Protein-Losing Enteropathy
Between 5 and 12 percent of Fontan patients develop a condition called protein-losing enteropathy, or PLE, in which protein leaks from the gut lining into the intestines and is lost from the body. The high venous pressure in Fontan circulation causes the lymphatic vessels in the gut wall to become congested and swollen, eventually spilling protein-rich lymph fluid into the intestine. Low cardiac output can also reduce blood flow to the intestinal lining, making it more permeable.
The resulting protein loss drops the levels of albumin in the blood, which normally helps hold fluid inside blood vessels. Without enough albumin, fluid leaks into tissues, causing swelling in the legs, fluid in the abdomen, and sometimes fluid around the lungs or heart. Patients often experience chronic or intermittent diarrhea, bloating, and abdominal pain. PLE is one of the more serious complications of Fontan circulation and is associated with significantly worse outcomes.
Exercise and Daily Life
People living with a Fontan circulation have lower exercise capacity than their peers. Studies of young Fontan patients show peak oxygen uptake averaging about 61% of normal values. In practical terms, 68% of Fontan patients in one study reported that running was noticeably harder and slower for them compared to peers, with shortness of breath being the most commonly reported limitation.
Despite these limits, regular physical activity is both safe and beneficial. The Fontan circulation was designed to support everyday activities, even if reserves for intense effort are limited. A six-month individualized exercise program in young Fontan patients improved both peak oxygen uptake and the point at which muscles switch to less efficient energy production. Most everyday activities fall within the aerobic range that Fontan patients can comfortably sustain.

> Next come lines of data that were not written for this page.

//! Short-lived auth token cache for enterprise backends.
//!
//! Tokens are keyed by `(auth endpoint, credential name)` so several
//! accounts can share one process-wide cache. Refresh is single-flight per
//! key: concurrent callers that find the token missing or expired wait on
//! one exchange instead of each hitting the auth endpoint, while refreshes
//! of other keys proceed independently.

use once_cell::sync::Lazy;
use std::collections::HashMap;
use std::future::Future;
use std::sync::Arc;
use std::time::Duration;
use tokio::sync::{Mutex, RwLock};
use tokio::time::Instant;
use tracing::debug;

use crate::types::ErrorInfo;

/// Refresh this long before the advertised expiry.
pub const EXPIRY_SAFETY_MARGIN: Duration = Duration::from_secs(600);

/// Lifetime assumed when the auth endpoint omits `expires_in`.
pub const DEFAULT_TOKEN_TTL: Duration = Duration::from_secs(3000);

static SHARED: Lazy<Arc<TokenCache>> = Lazy::new(|| Arc::new(TokenCache::new()));

#[derive(Debug, Clone)]
pub struct CachedToken {
    pub token: String,
    pub expires_at: Instant,
}

impl CachedToken {
    pub fn is_valid(&self) -> bool {
        Instant::now() < self.expires_at
    }
}

#[derive(Debug, Default)]
pub struct TokenCache {
    tokens: RwLock<HashMap<String, CachedToken>>,
    refresh: Mutex<HashMap<String, Arc<Mutex<()>>>>,
}

impl TokenCache {
    pub fn new() -> Self {
        Self::default()
    }

    /// Process-wide instance used by adapters built from configuration.
    pub fn shared() -> Arc<TokenCache> {
        SHARED.clone()
    }

    /// Return a valid token for `key`, running `fetch` at most once across
    /// concurrent callers when a refresh is needed.
    ///
    /// `fetch` resolves to the token and the advertised `expires_in` seconds.
    pub async fn get_or_refresh<F, Fut>(&self, key: &str, fetch: F) -> Result<String, ErrorInfo>
    where
        F: FnOnce() -> Fut,
        Fut: Future<Output = Result<(String, Option<u64>), ErrorInfo>>,
    {
        if let Some(token) = self.valid(key).await {
            return Ok(token);
        }

        let lock = self.refresh_lock(key).await;
        let _guard = lock.lock().await;
        // another caller may have refreshed while we waited
        if let Some(token) = self.valid(key).await {
            return Ok(token);
        }

        let (token, expires_in) = fetch().await?;
        let ttl = effective_ttl(expires_in);
        debug!(key, ttl_secs = ttl.as_secs(), "auth token refreshed");
        self.tokens.write().await.insert(
            key.to_string(),
            CachedToken {
                token: token.clone(),
                expires_at: Instant::now() + ttl,
            },
        );
        Ok(token)
    }

    /// Drop `token` for `key` if it is still the cached one.
    ///
    /// Called after a backend rejects a token, so a token refreshed by a
    /// concurrent caller in the meantime is kept.
    pub async fn invalidate(&self, key: &str, token: &str) {
        let mut tokens = self.tokens.write().await;
        if tokens.get(key).map(|c| c.token == token).unwrap_or(false) {
            tokens.remove(key);
            debug!(key, "auth token invalidated");
        }
    }

    pub async fn clear(&self) {
        self.tokens.write().await.clear();
    }

    async fn refresh_lock(&self, key: &str) -> Arc<Mutex<()>> {
        self.refresh
            .lock()
            .await
            .entry(key.to_string())
            .or_default()
            .clone()
    }

    async fn valid(&self, key: &str) -> Option<String> {
        self.tokens
            .read()
            .await
            .get(key)
            .filter(|c| c.is_valid())
            .map(|c| c.token.clone())
    }
}

fn effective_ttl(expires_in: Option<u64>) -> Duration {
    match expires_in {
        Some(secs) if secs > EXPIRY_SAFETY_MARGIN.as_secs() => {
            Duration::from_secs(secs) - EXPIRY_SAFETY_MARGIN
        }
        Some(secs) if secs > 0 => Duration::from_secs((secs / 2).max(1)),
        _ => DEFAULT_TOKEN_TTL,
    }
}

Exercise counseling from a medical team familiar with congenital heart disease helps patients find the right balance between staying active and respecting their body’s limits.
Pregnancy With a Fontan
Pregnancy is possible for women with Fontan circulation, but it carries substantially higher risks than in the general population. A large review of 400 pregnant women with Fontan circulation and over 1,200 pregnancies found a miscarriage rate of about 41%, roughly double the general population rate. Among pregnancies that continued, 57% resulted in preterm delivery and about 21% of babies were smaller than expected for their gestational age.
Maternal complications included heart rhythm disturbances in about 7% of pregnancies and heart failure in nearly 4%. About 12% experienced significant bleeding after delivery. On a reassuring note, no maternal deaths were reported across the studies reviewed, and the rate of the baby being born with a heart defect was low at about 1.4%. Roughly half of deliveries were by cesarean section. For women considering pregnancy, pre-conception planning with a team experienced in adult congenital heart disease is essential for managing these risks.
Blood Clot Prevention
The sluggish, passive blood flow through a Fontan circuit creates an elevated risk of blood clots. Most Fontan patients take some form of blood-thinning medication for life. The American College of Cardiology outlines a risk-based approach: patients at low risk for clots typically take aspirin alone, while those with additional risk factors such as irregular heart rhythms, a history of prior clots, or significantly reduced heart function are treated with stronger anticoagulants. Newer oral anticoagulants have emerged as an option that avoids the frequent blood testing and dietary restrictions associated with older medications like warfarin, though both remain effective choices depending on the individual’s risk profile.